How do you find the relative extrema for f(x) =2x- 3x^(2/3) +2 on the interval [-1,3]?

May 25, 2015

Find and test the critical numbers for $f$.

$f \left(x\right) = 2 x - 3 {x}^{\frac{2}{3}} + 2$

Critical numbers for $f$ are values for $x$ that are:

1. In the domain of $f$, and

2. at which $f ' \left(x\right) = 0$ or $f ' \left(x\right)$ does not exist.

(This is a wonderful example of why you cannot ignore the second kind of critical numbers.)

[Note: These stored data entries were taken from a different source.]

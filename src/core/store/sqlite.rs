//! SQLite event store backend for persistent storage.

use super::{now, Event, EventStatus, EventStore, StoreStats};
use crate::error::StoreError;
use chrono::{DateTime, Utc};
use rusqlite::{params, Connection, OptionalExtension, Row, TransactionBehavior};
use std::path::{Path, PathBuf};
use std::sync::{Mutex, MutexGuard};
use std::time::Duration;
use uuid::Uuid;

const COLUMNS: &str = "id, name, payload, status, error, created_at, processed_at";

/// SQLite-backed persistent event store
///
/// Uses WAL (Write-Ahead Logging) mode so several processes can share the
/// database file. Claims run inside an `IMMEDIATE` transaction, which takes
/// the write lock before selecting, so two claimers never see the same
/// pending rows.
pub struct SqliteEventStore {
    conn: Mutex<Connection>,
    db_path: PathBuf,
}

/// A row as stored, before validation
struct RawEvent {
    id: String,
    name: String,
    payload: Vec<u8>,
    status: String,
    error: Option<String>,
    created_at: i64,
    processed_at: Option<i64>,
}

impl RawEvent {
    fn from_row(row: &Row<'_>) -> rusqlite::Result<Self> {
        Ok(Self {
            id: row.get(0)?,
            name: row.get(1)?,
            payload: row.get(2)?,
            status: row.get(3)?,
            error: row.get(4)?,
            created_at: row.get(5)?,
            processed_at: row.get(6)?,
        })
    }
}

impl TryFrom<RawEvent> for Event {
    type Error = StoreError;

    fn try_from(raw: RawEvent) -> Result<Self, Self::Error> {
        let id = Uuid::parse_str(&raw.id)
            .map_err(|e| StoreError::Corrupt(format!("bad id {}: {}", raw.id, e)))?;

        Ok(Event {
            id,
            name: raw.name,
            payload: raw.payload,
            status: raw.status.parse()?,
            error: raw.error,
            created_at: from_timestamp(raw.created_at)?,
            processed_at: raw.processed_at.map(from_timestamp).transpose()?,
        })
    }
}

/// Convert a timestamp to microseconds since the Unix epoch
fn to_timestamp(time: DateTime<Utc>) -> i64 {
    time.timestamp_micros()
}

/// Clamp a row limit into SQLite's range; a negative LIMIT means no limit
fn sql_limit(limit: usize) -> i64 {
    i64::try_from(limit).unwrap_or(i64::MAX)
}

/// Convert microseconds since the Unix epoch to a timestamp
fn from_timestamp(micros: i64) -> Result<DateTime<Utc>, StoreError> {
    DateTime::from_timestamp_micros(micros)
        .ok_or_else(|| StoreError::Corrupt(format!("timestamp out of range: {}", micros)))
}

impl SqliteEventStore {
    /// Open or create an event database at the given path
    pub fn open(path: &Path) -> Result<Self, StoreError> {
        // Create parent directories if needed
        if let Some(parent) = path.parent() {
            std::fs::create_dir_all(parent).map_err(|e| StoreError::OpenFailed {
                path: path.to_path_buf(),
                reason: e.to_string(),
            })?;
        }

        let conn = Connection::open(path).map_err(|e| StoreError::OpenFailed {
            path: path.to_path_buf(),
            reason: e.to_string(),
        })?;

        conn.execute_batch("PRAGMA journal_mode=WAL;")?;

        Self::init(conn, path.to_path_buf())
    }

    /// Open a private in-memory database
    pub fn open_in_memory() -> Result<Self, StoreError> {
        let conn = Connection::open_in_memory().map_err(|e| StoreError::OpenFailed {
            path: PathBuf::from(":memory:"),
            reason: e.to_string(),
        })?;

        Self::init(conn, PathBuf::from(":memory:"))
    }

    fn init(conn: Connection, db_path: PathBuf) -> Result<Self, StoreError> {
        // Other processes may hold the write lock while claiming
        conn.busy_timeout(Duration::from_secs(5))?;

        conn.execute(
            "CREATE TABLE IF NOT EXISTS events (
                id TEXT PRIMARY KEY,
                name TEXT NOT NULL,
                payload BLOB NOT NULL,
                status TEXT NOT NULL,
                error TEXT,
                created_at INTEGER NOT NULL,
                processed_at INTEGER
            )",
            [],
        )?;

        conn.execute(
            "CREATE INDEX IF NOT EXISTS idx_events_status_created
             ON events(status, created_at)",
            [],
        )?;

        tracing::debug!(path = %db_path.display(), "opened event store");

        Ok(Self {
            conn: Mutex::new(conn),
            db_path,
        })
    }

    /// Path of the backing database
    pub fn path(&self) -> &Path {
        &self.db_path
    }

    fn lock(&self) -> Result<MutexGuard<'_, Connection>, StoreError> {
        self.conn.lock().map_err(|_| StoreError::Poisoned)
    }

    /// Move a processing event to a terminal state
    fn finish(
        &self,
        id: Uuid,
        status: EventStatus,
        error: Option<&str>,
    ) -> Result<(), StoreError> {
        debug_assert!(status.is_terminal());
        let conn = self.lock()?;
        let id_str = id.to_string();

        let updated = conn.execute(
            "UPDATE events SET status = ?, error = ?, processed_at = ?
             WHERE id = ? AND status = 'processing'",
            params![status.as_str(), error, to_timestamp(now()), id_str],
        )?;

        if updated == 1 {
            return Ok(());
        }

        let current: Option<String> = conn
            .query_row("SELECT status FROM events WHERE id = ?", [&id_str], |row| {
                row.get(0)
            })
            .optional()?;

        match current {
            Some(status) => Err(StoreError::InvalidTransition { id, status }),
            None => Err(StoreError::NotFound { id }),
        }
    }

    /// Move every event in `from` back to pending
    fn reset(&self, from: EventStatus) -> Result<usize, StoreError> {
        let conn = self.lock()?;

        let count = conn.execute(
            "UPDATE events SET status = 'pending', error = NULL, processed_at = NULL
             WHERE status = ?",
            [from.as_str()],
        )?;

        Ok(count)
    }
}

impl EventStore for SqliteEventStore {
    fn claim_pending(&self, limit: usize) -> Result<Vec<Event>, StoreError> {
        let mut conn = self.lock()?;
        let tx = conn.transaction_with_behavior(TransactionBehavior::Immediate)?;

        let raw: Vec<RawEvent> = {
            let mut stmt = tx.prepare(&format!(
                "SELECT {} FROM events
                 WHERE status = 'pending'
                 ORDER BY created_at ASC, rowid ASC
                 LIMIT ?",
                COLUMNS
            ))?;
            let rows = stmt.query_map([sql_limit(limit)], RawEvent::from_row)?;
            rows.collect::<rusqlite::Result<_>>()?
        };

        let mut events = raw
            .into_iter()
            .map(Event::try_from)
            .collect::<Result<Vec<_>, _>>()?;

        {
            let mut update =
                tx.prepare("UPDATE events SET status = 'processing' WHERE id = ?")?;
            for event in &mut events {
                update.execute([event.id.to_string()])?;
                event.status = EventStatus::Processing;
            }
        }

        tx.commit()?;

        Ok(events)
    }

    fn create(&self, event: &Event) -> Result<(), StoreError> {
        let conn = self.lock()?;

        conn.execute(
            "INSERT INTO events
             (id, name, payload, status, error, created_at, processed_at)
             VALUES (?, ?, ?, ?, ?, ?, ?)",
            params![
                event.id.to_string(),
                event.name,
                event.payload,
                event.status.as_str(),
                event.error,
                to_timestamp(event.created_at),
                event.processed_at.map(to_timestamp),
            ],
        )?;

        Ok(())
    }

    fn mark_done(&self, id: Uuid) -> Result<(), StoreError> {
        self.finish(id, EventStatus::Done, None)
    }

    fn mark_failed(&self, id: Uuid, error: &str) -> Result<(), StoreError> {
        self.finish(id, EventStatus::Failed, Some(error))
    }

    fn get(&self, id: Uuid) -> Result<Option<Event>, StoreError> {
        let conn = self.lock()?;

        let raw = conn
            .query_row(
                &format!("SELECT {} FROM events WHERE id = ?", COLUMNS),
                [id.to_string()],
                RawEvent::from_row,
            )
            .optional()?;

        raw.map(Event::try_from).transpose()
    }

    fn list(&self, status: Option<EventStatus>, limit: usize) -> Result<Vec<Event>, StoreError> {
        let conn = self.lock()?;

        let raw: Vec<RawEvent> = match status {
            Some(status) => {
                let mut stmt = conn.prepare(&format!(
                    "SELECT {} FROM events WHERE status = ?
                     ORDER BY created_at ASC, rowid ASC LIMIT ?",
                    COLUMNS
                ))?;
                let rows =
                    stmt.query_map(params![status.as_str(), sql_limit(limit)], RawEvent::from_row)?;
                rows.collect::<rusqlite::Result<_>>()?
            }
            None => {
                let mut stmt = conn.prepare(&format!(
                    "SELECT {} FROM events ORDER BY created_at ASC, rowid ASC LIMIT ?",
                    COLUMNS
                ))?;
                let rows = stmt.query_map([sql_limit(limit)], RawEvent::from_row)?;
                rows.collect::<rusqlite::Result<_>>()?
            }
        };

        raw.into_iter().map(Event::try_from).collect()
    }

    fn stats(&self) -> Result<StoreStats, StoreError> {
        let conn = self.lock()?;

        let mut stmt = conn.prepare("SELECT status, COUNT(*) FROM events GROUP BY status")?;
        let counts: Vec<(String, i64)> = stmt
            .query_map([], |row| Ok((row.get(0)?, row.get(1)?)))?
            .collect::<rusqlite::Result<_>>()?;

        let mut stats = StoreStats::default();
        for (status, count) in counts {
            stats.bump(status.parse()?, count as usize);
        }

        Ok(stats)
    }

    fn requeue_failed(&self) -> Result<usize, StoreError> {
        self.reset(EventStatus::Failed)
    }

    fn reset_processing(&self) -> Result<usize, StoreError> {
        self.reset(EventStatus::Processing)
    }
}
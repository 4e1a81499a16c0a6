//! # Event Dispatcher
//!
//! A durable, at-least-once event queue backed by a relational table.
//!
//! ## Guarantees
//! - **At-least-once** - handlers must be idempotent
//! - **Exclusive claims** - an event is processing in one place at a time
//! - **Fault isolation** - a failing or panicking handler only fails its own event
//! - **Complete shutdown** - every claimed event is written back before `run` returns
//!
//! ## Architecture
//! - `core` - Store, registry, emitter and dispatcher
//! - `monitor` - Channel-based progress notices (UI-ready)
//! - `error` - Error types
//! - `cli` - Command-line interface (binary only)

pub mod core;
pub mod error;
pub mod monitor;

// Re-export commonly used types at the crate root
pub use error::{DispatchError, Result};

/// Initialize tracing for the library
///
/// This should be called by the application entry point. `RUST_LOG`
/// overrides `default_filter`.
pub fn init_tracing(default_filter: &str) {
    let filter = tracing_subscriber::EnvFilter::try_from_default_env()
        .unwrap_or_else(|_| tracing_subscriber::EnvFilter::new(default_filter));
    let subscriber = tracing_subscriber::fmt()
        .with_env_filter(filter)
        .with_writer(std::io::stderr)
        .finish();
    tracing::subscriber::set_global_default(subscriber)
        .expect("Failed to set global default tracing subscriber");
}
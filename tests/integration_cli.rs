//! Integration tests for the `event-dispatch` binary.

use assert_fs::prelude::*;
use assert_fs::TempDir;
use predicates::prelude::*;
use std::path::Path;
use std::process::{Command, Output};

fn event_dispatch(db: &Path, args: &[&str]) -> Output {
    Command::new(env!("CARGO_BIN_EXE_event-dispatch"))
        .arg("--db")
        .arg(db)
        .args(args)
        .env("RUST_LOG", "off")
        .output()
        .expect("binary runs")
}

fn stdout(output: &Output) -> String {
    String::from_utf8_lossy(&output.stdout).into_owned()
}

fn status_json(db: &Path) -> serde_json::Value {
    let output = event_dispatch(db, &["status", "--output", "json"]);
    assert!(output.status.success());
    serde_json::from_str(&stdout(&output)).unwrap()
}

#[test]
fn emit_then_run_processes_event() {
    let temp = TempDir::new().unwrap();
    let db = temp.child("events.db");

    let output = event_dispatch(
        db.path(),
        &["emit", "user.registered", "--payload", r#"{"username":"john"}"#],
    );
    assert!(output.status.success());
    db.assert(predicate::path::exists());
    let id = stdout(&output).trim().to_string();
    assert_eq!(id.len(), 36);

    let output = event_dispatch(
        db.path(),
        &["run", "--workers", "1", "--poll-interval-ms", "10", "--for-secs", "1"],
    );
    assert!(output.status.success());

    let stats = status_json(db.path());
    assert_eq!(stats["done"], 1);
    assert_eq!(stats["pending"], 0);

    let output = event_dispatch(db.path(), &["list", "--status", "done", "--output", "json"]);
    let events: serde_json::Value = serde_json::from_str(&stdout(&output)).unwrap();
    assert_eq!(events[0]["id"], id.as_str());
    assert_eq!(events[0]["payload"]["username"], "john");
}

#[test]
fn unknown_event_fails_and_can_be_requeued() {
    let temp = TempDir::new().unwrap();
    let db = temp.child("events.db");

    event_dispatch(db.path(), &["emit", "no.such.handler"]);
    event_dispatch(
        db.path(),
        &["run", "--poll-interval-ms", "10", "--for-secs", "1"],
    );

    let output = event_dispatch(db.path(), &["list", "--status", "failed", "--output", "json"]);
    let events: serde_json::Value = serde_json::from_str(&stdout(&output)).unwrap();
    let error = events[0]["error"].as_str().unwrap();
    assert!(predicate::str::contains("no handler registered").eval(error));

    let output = event_dispatch(db.path(), &["requeue"]);
    assert!(output.status.success());
    assert!(predicate::str::contains("1 failed event(s)").eval(stdout(&output).as_str()));

    let stats = status_json(db.path());
    assert_eq!(stats["pending"], 1);
    assert_eq!(stats["failed"], 0);
}

#[test]
fn invalid_payload_is_rejected() {
    let temp = TempDir::new().unwrap();
    let db = temp.child("events.db");

    let output = event_dispatch(db.path(), &["emit", "log.message", "--payload", "{not json"]);

    assert!(!output.status.success());
    let stderr = String::from_utf8_lossy(&output.stderr);
    assert!(predicate::str::contains("not valid JSON").eval(stderr.as_ref()));
    assert_eq!(status_json(db.path())["pending"], 0);
}
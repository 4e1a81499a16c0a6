//! Worker threads: handler lookup and the panic boundary.

use super::cancel::CancellationToken;
use super::executor::Dispatcher;
use crate::core::registry::{Handler, HandlerContext};
use crate::core::store::Event;
use crate::error::ProcessError;
use crossbeam_channel::{Receiver, Sender};
use std::any::Any;
use std::panic::{self, AssertUnwindSafe};
use uuid::Uuid;

/// Outcome of processing one event, handed to the writer
#[derive(Debug)]
pub(super) struct Completion {
    pub event_id: Uuid,
    pub name: String,
    pub result: Result<(), ProcessError>,
}

impl Dispatcher {
    /// Process jobs until the job queue is closed and empty
    pub(super) fn worker_loop(
        &self,
        index: usize,
        jobs: Receiver<Event>,
        results: Sender<Completion>,
        cancel: &CancellationToken,
    ) {
        tracing::debug!(worker = index, "worker started");

        for event in jobs.iter() {
            let completion = self.process(event, cancel);
            if results.send(completion).is_err() {
                // Only possible if the writer died
                tracing::error!(worker = index, "result queue closed, worker exiting");
                break;
            }
        }

        tracing::debug!(worker = index, "worker stopped");
    }

    /// Run the handler for one event; always yields exactly one completion
    pub(super) fn process(&self, event: Event, cancel: &CancellationToken) -> Completion {
        let result = match self.registry.get(&event.name) {
            None => Err(ProcessError::UnregisteredHandler {
                name: event.name.clone(),
            }),
            Some(handler) => {
                let ctx = HandlerContext::new(event.id, event.name.as_str(), cancel.clone());
                invoke(handler.as_ref(), &ctx, &event.payload)
            }
        };

        if let Err(error) = &result {
            tracing::warn!(event_id = %event.id, event = %event.name, %error, "event failed");
        } else {
            tracing::debug!(event_id = %event.id, event = %event.name, "event handled");
        }

        Completion {
            event_id: event.id,
            name: event.name,
            result,
        }
    }
}

/// Call `handler`, turning a panic into an error
fn invoke(handler: &dyn Handler, ctx: &HandlerContext, payload: &[u8]) -> Result<(), ProcessError> {
    match panic::catch_unwind(AssertUnwindSafe(|| handler(ctx, payload))) {
        Ok(result) => result.map_err(ProcessError::from),
        Err(panic) => Err(ProcessError::Panicked(panic_message(panic.as_ref()))),
    }
}

fn panic_message(panic: &(dyn Any + Send)) -> String {
    if let Some(message) = panic.downcast_ref::<&str>() {
        message.to_string()
    } else if let Some(message) = panic.downcast_ref::<String>() {
        message.clone()
    } else {
        "non-string panic payload".to_string()
    }
}
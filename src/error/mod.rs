//! # Error Module
//!
//! Error types for the event dispatcher.
//!
//! ## Design Principles
//! - **Never panic** on stored data - return errors instead
//! - **Include context** - event ids, handler names, what went wrong
//! - **Keep failure text readable** - it is stored verbatim on failed events

use std::path::PathBuf;
use thiserror::Error;
use uuid::Uuid;

/// Top-level application error
#[derive(Error, Debug)]
pub enum DispatchError {
    #[error("Store error: {0}")]
    Store(#[from] StoreError),

    #[error("Registry error: {0}")]
    Registry(#[from] RegistryError),

    #[error("Emit error: {0}")]
    Emit(#[from] EmitError),

    #[error("Configuration error: {0}")]
    Config(#[from] ConfigError),

    #[error("Invalid input: {0}")]
    Input(String),

    #[error("Runtime error: {0}")]
    Runtime(String),
}

/// Errors raised by an event store backend
#[derive(Error, Debug)]
pub enum StoreError {
    #[error("Failed to open event database at {path}: {reason}")]
    OpenFailed { path: PathBuf, reason: String },

    #[error("Database query failed: {0}")]
    QueryFailed(String),

    #[error("Event not found: {id}")]
    NotFound { id: Uuid },

    #[error("Event {id} is {status}, expected processing")]
    InvalidTransition { id: Uuid, status: String },

    #[error("Stored event is unreadable: {0}")]
    Corrupt(String),

    #[error("Store lock poisoned")]
    Poisoned,
}

impl From<rusqlite::Error> for StoreError {
    fn from(err: rusqlite::Error) -> Self {
        StoreError::QueryFailed(err.to_string())
    }
}

/// Errors from handler registration
#[derive(Error, Debug, PartialEq, Eq)]
pub enum RegistryError {
    #[error("Handler already registered for event \"{name}\"")]
    Duplicate { name: String },
}

/// Errors returned to producers enqueueing events
#[derive(Error, Debug)]
pub enum EmitError {
    #[error("Failed to serialize payload for \"{name}\": {source}")]
    Serialization {
        name: String,
        #[source]
        source: serde_json::Error,
    },

    #[error("Event name must not be empty")]
    EmptyName,

    #[error(transparent)]
    Store(#[from] StoreError),
}

/// Failure reported by a registered handler
#[derive(Error, Debug)]
pub enum HandlerError {
    #[error("{0}")]
    Message(String),

    #[error("Failed to decode payload: {0}")]
    Decode(#[from] serde_json::Error),
}

impl HandlerError {
    /// Build a handler error from any displayable message
    pub fn msg(message: impl Into<String>) -> Self {
        HandlerError::Message(message.into())
    }
}

/// Why an event ended in the failed state
#[derive(Error, Debug)]
pub enum ProcessError {
    #[error("no handler registered for event \"{name}\"")]
    UnregisteredHandler { name: String },

    #[error(transparent)]
    Handler(#[from] HandlerError),

    #[error("panic in handler: {0}")]
    Panicked(String),
}

/// Invalid dispatcher configuration
#[derive(Error, Debug, PartialEq, Eq)]
pub enum ConfigError {
    #[error("Worker count must be at least 1")]
    NoWorkers,

    #[error("Batch size must be at least 1")]
    ZeroBatchSize,

    #[error("Poll interval must be greater than zero")]
    ZeroPollInterval,

    #[error("{queue} queue capacity must be at least 1")]
    ZeroCapacity { queue: &'static str },
}

/// Convenience Result type alias
pub type Result<T> = std::result::Result<T, DispatchError>;

#[cfg(test)]
mod tests {
    use super::*;

    #[test]
    fn unregistered_handler_names_the_event() {
        let error = ProcessError::UnregisteredHandler {
            name: "no.such.handler".to_string(),
        };
        let message = error.to_string();
        assert!(message.contains("no handler"));
        assert!(message.contains("no.such.handler"));
    }

    #[test]
    fn handler_error_is_recorded_verbatim() {
        let error = ProcessError::from(HandlerError::msg("smtp unavailable"));
        assert_eq!(error.to_string(), "smtp unavailable");
    }

    #[test]
    fn panic_error_has_prefix() {
        let error = ProcessError::Panicked("index out of bounds".to_string());
        assert_eq!(error.to_string(), "panic in handler: index out of bounds");
    }

    #[test]
    fn emit_store_error_passes_through() {
        let error = EmitError::from(StoreError::QueryFailed("disk full".to_string()));
        assert_eq!(error.to_string(), "Database query failed: disk full");
    }
}
//! # Registry Module
//!
//! Maps event names to the handlers that process them.
//!
//! Registration happens at startup, before the registry is handed to a
//! dispatcher. Once moved into the dispatcher it is shared read-only, so
//! no handler can be added while events are being processed.

use crate::core::dispatcher::CancellationToken;
use crate::error::{HandlerError, RegistryError};
use serde::de::DeserializeOwned;
use std::collections::HashMap;
use std::sync::Arc;
use uuid::Uuid;

/// Per-invocation information handed to a handler
#[derive(Debug, Clone)]
pub struct HandlerContext {
    /// Id of the event being processed
    pub event_id: Uuid,
    /// Name the event was emitted under
    pub event_name: String,
    cancel: CancellationToken,
}

impl HandlerContext {
    pub fn new(event_id: Uuid, event_name: impl Into<String>, cancel: CancellationToken) -> Self {
        Self {
            event_id,
            event_name: event_name.into(),
            cancel,
        }
    }

    /// Whether the dispatcher has been asked to shut down
    ///
    /// Handlers are never interrupted. Long-running ones should check this
    /// and return early.
    pub fn is_cancelled(&self) -> bool {
        self.cancel.is_cancelled()
    }
}

/// A function that processes one event payload.
pub trait Handler: Fn(&HandlerContext, &[u8]) -> Result<(), HandlerError> + Send + Sync {}

// Any closure or fn matching the signature is a handler.
impl<T> Handler for T where T: Fn(&HandlerContext, &[u8]) -> Result<(), HandlerError> + Send + Sync {}

/// Name to handler mapping
#[derive(Default, Clone)]
pub struct HandlerRegistry {
    handlers: HashMap<String, Arc<dyn Handler>>,
}

impl HandlerRegistry {
    /// Create an empty registry
    pub fn new() -> Self {
        Self::default()
    }

    /// Register a handler for raw payload bytes
    ///
    /// Fails if a handler is already registered under `name`; the
    /// existing handler is kept.
    pub fn register<H>(&mut self, name: impl Into<String>, handler: H) -> Result<(), RegistryError>
    where
        H: Handler + 'static,
    {
        let name = name.into();
        if self.handlers.contains_key(&name) {
            return Err(RegistryError::Duplicate { name });
        }

        tracing::debug!(event = %name, "registered handler");
        self.handlers.insert(name, Arc::new(handler));
        Ok(())
    }

    /// Register a handler that receives the payload decoded from JSON
    pub fn register_json<T, F>(&mut self, name: impl Into<String>, handler: F) -> Result<(), RegistryError>
    where
        T: DeserializeOwned,
        F: Fn(&HandlerContext, T) -> Result<(), HandlerError> + Send + Sync + 'static,
    {
        self.register(name, move |ctx: &HandlerContext, payload: &[u8]| {
            let value: T = serde_json::from_slice(payload)?;
            handler(ctx, value)
        })
    }

    /// Look up the handler for `name`
    pub fn get(&self, name: &str) -> Option<Arc<dyn Handler>> {
        self.handlers.get(name).cloned()
    }

    /// Registered event names, sorted
    pub fn names(&self) -> Vec<&str> {
        let mut names: Vec<&str> = self.handlers.keys().map(String::as_str).collect();
        names.sort_unstable();
        names
    }

    pub fn len(&self) -> usize {
        self.handlers.len()
    }

    pub fn is_empty(&self) -> bool {
        self.handlers.is_empty()
    }
}

impl std::fmt::Debug for HandlerRegistry {
    fn fmt(&self, f: &mut std::fmt::Formatter<'_>) -> std::fmt::Result {
        f.debug_struct("HandlerRegistry")
            .field("handlers", &self.names())
            .finish()
    }
}

#[cfg(test)]
mod tests {
    use super::*;
    use serde::Deserialize;
    use std::sync::Mutex;

    fn context(name: &str) -> HandlerContext {
        HandlerContext::new(Uuid::new_v4(), name, CancellationToken::new())
    }

    fn ok_handler(_: &HandlerContext, _: &[u8]) -> Result<(), HandlerError> {
        Ok(())
    }

    #[test]
    fn registered_handler_is_found() {
        let mut registry = HandlerRegistry::new();
        registry
            .register("user.registered", |_: &HandlerContext, _: &[u8]| {
                Err(HandlerError::msg("marker"))
            })
            .unwrap();

        let handler = registry.get("user.registered").unwrap();
        let result = handler(&context("user.registered"), b"{}");

        assert_eq!(result.unwrap_err().to_string(), "marker");
    }

    #[test]
    fn unregistered_name_is_not_found() {
        let registry = HandlerRegistry::new();

        assert!(registry.get("no.such.handler").is_none());
    }

    #[test]
    fn duplicate_registration_fails_and_keeps_original() {
        let mut registry = HandlerRegistry::new();
        registry.register("a", ok_handler).unwrap();

        let result = registry.register("a", |_: &HandlerContext, _: &[u8]| {
            Err(HandlerError::msg("replacement"))
        });

        assert_eq!(
            result,
            Err(RegistryError::Duplicate {
                name: "a".to_string()
            })
        );
        let handler = registry.get("a").unwrap();
        assert!(handler(&context("a"), b"").is_ok());
        assert_eq!(registry.len(), 1);
    }

    #[test]
    fn json_handler_receives_decoded_payload() {
        #[derive(Deserialize)]
        struct Registered {
            username: String,
        }

        let seen = Arc::new(Mutex::new(Vec::new()));
        let sink = seen.clone();

        let mut registry = HandlerRegistry::new();
        registry
            .register_json("user.registered", move |_, payload: Registered| {
                sink.lock().unwrap().push(payload.username);
                Ok(())
            })
            .unwrap();

        let handler = registry.get("user.registered").unwrap();
        handler(&context("user.registered"), br#"{"username":"john"}"#).unwrap();

        assert_eq!(*seen.lock().unwrap(), vec!["john".to_string()]);
    }

    #[test]
    fn json_handler_reports_decode_errors() {
        let mut registry = HandlerRegistry::new();
        registry
            .register_json("typed", |_, _: Vec<u32>| Ok(()))
            .unwrap();

        let handler = registry.get("typed").unwrap();
        let result = handler(&context("typed"), b"not json");

        assert!(matches!(result, Err(HandlerError::Decode(_))));
    }

    #[test]
    fn names_are_sorted() {
        let mut registry = HandlerRegistry::new();
        registry.register("b", ok_handler).unwrap();
        registry.register("a", ok_handler).unwrap();

        assert_eq!(registry.names(), vec!["a", "b"]);
    }
}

For this function, we have:

$f ' \left(x\right) = 2 - 2 {x}^{- \frac{1}{3}} = 2 \left(1 - {x}^{- \frac{1}{3}}\right) = 2 \left(\frac{\sqrt{x} - 1}{\sqrt{x}}\right)$

$f ' \left(x\right) = 0$ $\textcolor{w h i t e}{\text{sssssssss}}$ $f ' \left(x\right)$ does not exist

$x = 1$ $\textcolor{w h i t e}{\text{ssssssssssssss}}$ $x = 0$

Using the first derivative we find that $f$ is

increasing on $\left(- \infty , 0\right)$ (Yes, I know the domain has been restricted, but it is not necessary.)

decreasing on (0,1) so

$f \left(0\right) = 2$ is a relative maximum.

$f$ is increasing on (1,oo), so

$f \left(1\right) = 1$ is a relative minimum.